Stored data
###
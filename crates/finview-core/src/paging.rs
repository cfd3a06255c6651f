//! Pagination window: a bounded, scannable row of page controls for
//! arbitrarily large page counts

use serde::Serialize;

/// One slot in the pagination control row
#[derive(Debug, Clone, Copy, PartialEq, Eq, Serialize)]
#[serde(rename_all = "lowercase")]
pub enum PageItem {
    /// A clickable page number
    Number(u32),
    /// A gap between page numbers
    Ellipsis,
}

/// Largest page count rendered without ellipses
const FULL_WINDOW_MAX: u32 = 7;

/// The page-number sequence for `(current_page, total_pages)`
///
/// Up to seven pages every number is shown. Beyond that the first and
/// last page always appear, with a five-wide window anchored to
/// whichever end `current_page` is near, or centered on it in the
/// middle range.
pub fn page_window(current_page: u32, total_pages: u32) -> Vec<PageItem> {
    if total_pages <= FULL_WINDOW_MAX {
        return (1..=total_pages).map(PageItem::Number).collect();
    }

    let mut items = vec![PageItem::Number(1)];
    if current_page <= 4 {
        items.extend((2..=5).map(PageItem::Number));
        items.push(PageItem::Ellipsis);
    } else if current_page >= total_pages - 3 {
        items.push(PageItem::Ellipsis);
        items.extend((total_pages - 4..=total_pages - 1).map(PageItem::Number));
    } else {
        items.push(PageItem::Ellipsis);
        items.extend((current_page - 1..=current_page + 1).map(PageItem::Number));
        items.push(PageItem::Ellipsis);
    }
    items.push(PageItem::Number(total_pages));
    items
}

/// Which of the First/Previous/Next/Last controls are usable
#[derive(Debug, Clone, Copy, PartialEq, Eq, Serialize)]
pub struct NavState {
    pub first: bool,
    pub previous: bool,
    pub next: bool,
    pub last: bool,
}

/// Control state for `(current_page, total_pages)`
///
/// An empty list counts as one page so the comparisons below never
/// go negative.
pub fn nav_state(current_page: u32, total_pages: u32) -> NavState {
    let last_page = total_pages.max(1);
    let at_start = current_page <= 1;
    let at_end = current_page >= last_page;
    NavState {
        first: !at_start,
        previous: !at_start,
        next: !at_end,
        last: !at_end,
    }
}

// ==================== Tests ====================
###
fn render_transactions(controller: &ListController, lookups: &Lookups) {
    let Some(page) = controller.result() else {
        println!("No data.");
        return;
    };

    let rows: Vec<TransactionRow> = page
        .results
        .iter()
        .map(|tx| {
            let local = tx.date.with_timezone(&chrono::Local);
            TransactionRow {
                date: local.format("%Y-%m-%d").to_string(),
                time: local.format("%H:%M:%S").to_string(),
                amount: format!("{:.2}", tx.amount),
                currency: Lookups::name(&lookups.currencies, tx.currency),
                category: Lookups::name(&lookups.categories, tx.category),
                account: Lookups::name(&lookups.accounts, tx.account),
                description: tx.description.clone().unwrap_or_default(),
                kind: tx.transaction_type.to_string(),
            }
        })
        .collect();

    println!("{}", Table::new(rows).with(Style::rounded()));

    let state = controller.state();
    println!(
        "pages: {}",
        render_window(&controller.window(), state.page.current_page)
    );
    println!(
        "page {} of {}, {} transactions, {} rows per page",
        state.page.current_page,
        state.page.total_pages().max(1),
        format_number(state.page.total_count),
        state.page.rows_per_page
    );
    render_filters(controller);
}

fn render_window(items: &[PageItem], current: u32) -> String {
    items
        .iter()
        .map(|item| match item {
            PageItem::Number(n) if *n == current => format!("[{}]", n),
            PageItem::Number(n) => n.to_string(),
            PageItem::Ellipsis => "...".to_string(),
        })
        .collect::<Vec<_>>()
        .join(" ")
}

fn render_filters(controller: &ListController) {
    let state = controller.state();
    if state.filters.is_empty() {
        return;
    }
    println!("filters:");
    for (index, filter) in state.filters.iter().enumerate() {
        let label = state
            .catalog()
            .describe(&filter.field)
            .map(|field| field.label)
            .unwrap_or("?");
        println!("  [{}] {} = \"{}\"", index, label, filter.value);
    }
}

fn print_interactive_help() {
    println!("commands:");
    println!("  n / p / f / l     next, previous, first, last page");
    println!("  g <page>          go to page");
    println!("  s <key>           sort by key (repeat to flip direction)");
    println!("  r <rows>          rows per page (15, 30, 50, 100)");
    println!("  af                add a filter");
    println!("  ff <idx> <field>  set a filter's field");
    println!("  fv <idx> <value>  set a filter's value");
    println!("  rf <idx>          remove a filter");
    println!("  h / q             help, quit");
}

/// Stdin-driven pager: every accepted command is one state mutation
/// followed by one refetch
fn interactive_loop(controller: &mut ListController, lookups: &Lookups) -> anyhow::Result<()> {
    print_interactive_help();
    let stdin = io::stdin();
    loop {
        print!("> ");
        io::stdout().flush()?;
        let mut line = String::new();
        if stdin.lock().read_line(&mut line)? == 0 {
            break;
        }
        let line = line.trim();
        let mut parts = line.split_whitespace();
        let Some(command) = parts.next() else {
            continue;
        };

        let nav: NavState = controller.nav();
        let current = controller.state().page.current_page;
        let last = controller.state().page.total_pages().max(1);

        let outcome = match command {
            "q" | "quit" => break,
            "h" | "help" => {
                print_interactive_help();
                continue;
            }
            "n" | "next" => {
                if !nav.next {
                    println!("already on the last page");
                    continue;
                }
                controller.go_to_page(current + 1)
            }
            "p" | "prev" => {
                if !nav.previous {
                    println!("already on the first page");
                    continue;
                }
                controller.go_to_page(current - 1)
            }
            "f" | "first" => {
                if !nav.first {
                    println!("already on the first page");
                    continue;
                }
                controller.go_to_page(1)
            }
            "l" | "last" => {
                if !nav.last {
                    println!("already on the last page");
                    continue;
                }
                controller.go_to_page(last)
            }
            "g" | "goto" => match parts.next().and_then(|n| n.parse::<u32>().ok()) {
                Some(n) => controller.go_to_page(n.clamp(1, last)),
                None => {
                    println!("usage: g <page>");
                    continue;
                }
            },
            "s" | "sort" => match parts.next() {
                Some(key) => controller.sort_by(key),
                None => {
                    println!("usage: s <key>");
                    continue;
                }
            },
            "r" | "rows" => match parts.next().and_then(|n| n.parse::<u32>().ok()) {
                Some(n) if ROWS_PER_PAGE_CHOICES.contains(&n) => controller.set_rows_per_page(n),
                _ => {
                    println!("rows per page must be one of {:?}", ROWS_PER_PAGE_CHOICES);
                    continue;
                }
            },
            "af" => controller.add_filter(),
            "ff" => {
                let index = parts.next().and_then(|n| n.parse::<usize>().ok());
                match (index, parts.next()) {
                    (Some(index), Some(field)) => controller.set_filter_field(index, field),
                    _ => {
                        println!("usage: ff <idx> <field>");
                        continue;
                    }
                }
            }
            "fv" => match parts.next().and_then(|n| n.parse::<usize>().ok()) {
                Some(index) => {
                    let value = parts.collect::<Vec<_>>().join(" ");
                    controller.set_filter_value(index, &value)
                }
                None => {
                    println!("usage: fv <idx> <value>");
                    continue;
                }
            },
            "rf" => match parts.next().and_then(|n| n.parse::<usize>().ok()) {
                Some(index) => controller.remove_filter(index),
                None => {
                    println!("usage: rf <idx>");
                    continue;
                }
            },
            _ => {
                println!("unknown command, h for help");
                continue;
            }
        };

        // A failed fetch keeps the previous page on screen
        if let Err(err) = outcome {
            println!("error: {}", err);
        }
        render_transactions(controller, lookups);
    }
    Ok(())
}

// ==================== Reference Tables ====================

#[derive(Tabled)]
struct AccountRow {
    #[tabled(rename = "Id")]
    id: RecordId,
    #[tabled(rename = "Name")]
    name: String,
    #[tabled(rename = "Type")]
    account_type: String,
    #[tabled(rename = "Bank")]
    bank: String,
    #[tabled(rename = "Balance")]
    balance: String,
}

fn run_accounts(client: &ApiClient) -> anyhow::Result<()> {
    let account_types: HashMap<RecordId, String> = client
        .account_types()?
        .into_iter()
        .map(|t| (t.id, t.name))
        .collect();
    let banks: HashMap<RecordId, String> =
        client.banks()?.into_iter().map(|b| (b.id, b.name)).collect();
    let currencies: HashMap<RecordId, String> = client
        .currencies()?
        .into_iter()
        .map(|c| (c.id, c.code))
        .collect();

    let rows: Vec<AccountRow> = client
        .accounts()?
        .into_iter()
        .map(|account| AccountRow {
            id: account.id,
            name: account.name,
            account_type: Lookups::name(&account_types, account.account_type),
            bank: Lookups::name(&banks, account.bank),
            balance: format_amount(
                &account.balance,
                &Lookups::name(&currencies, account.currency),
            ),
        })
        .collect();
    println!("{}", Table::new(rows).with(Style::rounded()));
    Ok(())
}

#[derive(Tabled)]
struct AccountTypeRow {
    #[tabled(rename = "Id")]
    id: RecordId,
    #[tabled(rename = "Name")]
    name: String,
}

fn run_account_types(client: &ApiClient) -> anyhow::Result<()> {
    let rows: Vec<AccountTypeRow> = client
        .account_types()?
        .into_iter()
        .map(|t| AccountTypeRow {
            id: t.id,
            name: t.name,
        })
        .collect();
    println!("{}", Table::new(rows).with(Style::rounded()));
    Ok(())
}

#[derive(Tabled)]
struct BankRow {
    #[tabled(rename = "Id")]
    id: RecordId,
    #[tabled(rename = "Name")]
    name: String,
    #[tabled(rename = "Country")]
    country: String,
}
###
What is needed:
Among the lines above, return each one holding the string "AccountRow".

Result of this task:
struct AccountRow {
    let rows: Vec<AccountRow> = client
        .map(|account| AccountRow {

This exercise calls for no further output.